In 2010, the Formula Le Mans Cup was incorporated into the Le Mans Series, and Chalandon joined DAMS, partnering Andrea Barlesi and Alessandro Cicognani. In the first round of the season, the 8 Hours of Le Castellet, the trio finished in third place in class, in their first ever Le Mans Series race. The next round, the 1000 km of Spa, was unsuccessful, with the team being forced to retire the car due to steering damage. Following an injury to Team Bruichladdich driver Christian Ebbesvik during the 1000 km of Spa, Chalandon was named as his replacement for the 24 Hours of Le Mans. Chalandon, partnering Bruichladdich's regular drivers Tim Greaves and Karim Ojjeh, entered in the LMP2 category, driving a Ginetta-Zytek GZ09S/2. The team finished fifth in the LMP2 category, with Chalandon drawing praise from Tim Greaves, who said "Gary did extremely well in his first Le Mans practice and qualifying. He is one of the youngest drivers on the grid and we are very pleased with all aspects of his driving and attitude." Following the 24 Hours of Le Mans, Chalandon returned to the Le Mans Series, finishing second in class at the next round, the 1000 km of Algarve. This was followed by his first class ever victory in the following round, the 1000 km of Hungaroring. The 1000 km of Silverstone was the final race of the season, and fourth in class was enough to take the Formula Le Mans title by two points, with Hope Polevision Racing's Steve Zacchia finishing second.

For 2011, Chalandon rejoined Team Bruichladdich, this time in the LMP2 category of the Le Mans Series.

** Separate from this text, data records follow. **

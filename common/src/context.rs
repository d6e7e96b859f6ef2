//! Operation context.
//!
//! Carries a deadline and a cancellation token for one logical operation
//! (a request, a startup registration, the shutdown sweep). Network calls are
//! wrapped in [`OpContext::guard`], which drops the in-flight future as soon
//! as the deadline passes or the token is cancelled.

use std::future::Future;
use std::time::Duration;

use tokio::time::Instant;
use tokio_util::sync::CancellationToken;

/// Why a guarded operation stopped before completing.
#[derive(Debug, Clone, Copy, PartialEq, Eq, thiserror::Error)]
pub enum Interrupted {
    #[error("deadline exceeded")]
    DeadlineExceeded,
    #[error("operation cancelled")]
    Cancelled,
}

#[derive(Debug, Clone, Default)]
pub struct OpContext {
    deadline: Option<Instant>,
    cancel: CancellationToken,
}

impl OpContext {
    /// A context with no deadline that is never cancelled unless asked to.
    pub fn background() -> Self {
        Self::default()
    }

    /// Derives a child context that expires after `timeout`.
    ///
    /// The child keeps the parent's deadline if that one is earlier and is
    /// cancelled together with the parent.
    pub fn with_timeout(&self, timeout: Duration) -> Self {
        let candidate = Instant::now() + timeout;
        let deadline = match self.deadline {
            Some(existing) if existing < candidate => existing,
            _ => candidate,
        };
        Self {
            deadline: Some(deadline),
            cancel: self.cancel.child_token(),
        }
    }

    pub fn deadline(&self) -> Option<Instant> {
        self.deadline
    }

    /// Time left before the deadline; `None` when there is no deadline.
    pub fn remaining(&self) -> Option<Duration> {
        self.deadline
            .map(|deadline| deadline.saturating_duration_since(Instant::now()))
    }

    pub fn cancel(&self) {
        self.cancel.cancel();
    }

    pub fn is_cancelled(&self) -> bool {
        self.cancel.is_cancelled()
    }

    /// Token observed by this context, for callers that want to cancel it later.
    pub fn cancellation_token(&self) -> CancellationToken {
        self.cancel.clone()
    }

    /// Checks whether the context is already done without awaiting anything.
    pub fn check(&self) -> Result<(), Interrupted> {
        if self.cancel.is_cancelled() {
            return Err(Interrupted::Cancelled);
        }
        match self.deadline {
            Some(deadline) if deadline <= Instant::now() => Err(Interrupted::DeadlineExceeded),
            _ => Ok(()),
        }
    }

    /// Runs `fut` until it completes, the deadline passes, or the context is
    /// cancelled. An interrupted future is dropped.
    pub async fn guard<F: Future>(&self, fut: F) -> Result<F::Output, Interrupted> {
        self.check()?;
        let expired = async {
            match self.deadline {
                Some(deadline) => tokio::time::sleep_until(deadline).await,
                None => std::future::pending::<()>().await,
            }
        };
        tokio::select! {
            biased;
            _ = self.cancel.cancelled() => Err(Interrupted::Cancelled),
            _ = expired => Err(Interrupted::DeadlineExceeded),
            output = fut => Ok(output),
        }
    }
}
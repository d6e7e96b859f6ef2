//! API response wrapper types.
//!
//! Every endpoint answers with the same envelope so clients can branch on
//! `success` and read either `data` or `error`.

use chrono::{DateTime, Utc};
use serde::{Deserialize, Serialize};
use utoipa::ToSchema;

/// Standard API response wrapper.
#[derive(Debug, Serialize, Deserialize, ToSchema)]
pub struct ApiResponse<T> {
    /// Whether the request was successful.
    pub success: bool,

    /// Response data (present on success).
    #[serde(skip_serializing_if = "Option::is_none")]
    pub data: Option<T>,

    /// Error details (present on failure).
    #[serde(skip_serializing_if = "Option::is_none")]
    pub error: Option<ApiError>,

    /// Response metadata.
    pub meta: ResponseMeta,
}

/// API error details.
#[derive(Debug, Serialize, Deserialize, ToSchema)]
pub struct ApiError {
    /// Error code for client handling (e.g., "VALIDATION_ERROR", "NOT_FOUND").
    pub code: String,

    /// Human-readable error message.
    pub message: String,
}

/// Response metadata.
#[derive(Debug, Serialize, Deserialize, ToSchema)]
pub struct ResponseMeta {
    /// Request ID for tracing.
    #[serde(skip_serializing_if = "Option::is_none")]
    pub request_id: Option<String>,

    /// Response timestamp.
    pub timestamp: DateTime<Utc>,

    /// Service name that handled the request.
    #[serde(skip_serializing_if = "Option::is_none")]
    pub service: Option<String>,
}

impl Default for ResponseMeta {
    fn default() -> Self {
        Self {
            request_id: None,
            timestamp: Utc::now(),
            service: None,
        }
    }
}

impl<T> ApiResponse<T> {
    /// Creates a successful response with data.
    pub fn ok(data: T) -> Self {
        Self {
            success: true,
            data: Some(data),
            error: None,
            meta: ResponseMeta::default(),
        }
    }

    /// Creates a successful response tagged with the service name.
    pub fn ok_with_service(data: T, service: impl Into<String>) -> Self {
        Self::ok(data).with_service(service)
    }

    /// Sets the request ID on the response.
    pub fn with_request_id(mut self, request_id: impl Into<String>) -> Self {
        self.meta.request_id = Some(request_id.into());
        self
    }

    /// Sets the service name on the response.
    pub fn with_service(mut self, service: impl Into<String>) -> Self {
        self.meta.service = Some(service.into());
        self
    }
}

impl ApiResponse<()> {
    /// Creates an error response.
    pub fn err(code: impl Into<String>, message: impl Into<String>) -> Self {
        Self {
            success: false,
            data: None,
            error: Some(ApiError {
                code: code.into(),
                message: message.into(),
            }),
            meta: ResponseMeta::default(),
        }
    }
}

He was partnered by Tom Kimber-Smith and Ojjeh in the new Zytek Z11SN. However, his first race for the team, whom had been renamed to Greaves Motorsport prior to the start of the season, came in the third Sportscars Winter Series event of the season on 6 March 2011, taking a victory, a fourth place, and a sixth-place finish, driving alongside Ojjeh in a Radical. In the Le Mans Series, the team won their class in the first round of the season, the 6 Hours of Castellet, and third overall. For the 24 Hours of Le Mans test session, Chalandon, Ojjeh and Kimber-Smith were partnered by Alex Brundle, with Kimber-Smith setting the third fastest time in the LMP2 class. The second round of the Le Mans Series, which was the 1000 km of Spa, proved to be less successful than the previous two events, with Greaves Motorsport only able to finish eighth in class, after an incident-filled race. This would prove to be the last time Chalandon drove for Greaves Motorsport, as he left the team, and was replaced by Olivier Lombard. His two races were enough for 11th in the LMP2 category, with 20 points. Chalandon switched to the FFSA GT Championship, and entered the Magny-Cours round on 10 July, driving alongside Didier André in a Team WRT-entered Audi R8 LMS. The pair finished fourteenth in the first race, and fifteenth in the second. A week later, André and Chalandon entered the Paul Ricard round of the FIA GT3 European Championship, finishing sixteenth in race one, and twelfth in race two.